A major long‐term goal of polydnavirus (PDV) genome research is to identify novel virally encoded molecules that may serve as biopesticides to target insect pests that threaten agriculture and human health. As PDV viral replication in cell culture in vitro has not yet been achieved, several thousands of wasps must be dissected to yield enough viral DNA from the adult ovaries to carry out PDV genomic sequencing. This study compares three methods of PDV genomic DNA isolation for the PDV of Cotesia flavipes , which parasitizes the sugarcane borer, Diatraea saccharalis , preparatory to sequencing the C. flavipes bracovirus genome.

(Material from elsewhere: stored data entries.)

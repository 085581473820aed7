//! Error types for the session layer.

use lanmsg_protocol::ProtocolError;

/// Reasons a connection loop stopped abnormally.
///
/// A peer closing its end is not an error; the loop just returns `Ok`.
#[derive(Debug, thiserror::Error)]
pub enum SessionError {
    /// The socket failed while waiting, reading or writing.
    #[error("socket error: {0}")]
    Io(#[from] std::io::Error),

    /// The peer sent a frame that breaks the wire format, or a handler
    /// queued a message that cannot be encoded.
    #[error(transparent)]
    Protocol(#[from] ProtocolError),
}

Two of these protocols incorporate phenol‐chloroform DNA extraction steps in the procedure and the third protocol uses a modified Qiagen DNA kit method to extract viral DNA. The latter method proved significantly less time‐consuming and more cost‐effective. Efforts are currently underway to bioengineer insect pathogenic viruses with PDV genes, so that their gene products will enhance baculovirus virulence for agricultural insect pests, either via suppression of the immune system of the host or by PDV‐mediated induction of its developmental arrest. Sequencing a growing number of complete PDV genomes will enhance those efforts, which will be facilitated by the study reported here. Arch. Insect Biochem. Physiol. 67:202–209, 2008. © 2008 Wiley‐Liss, Inc.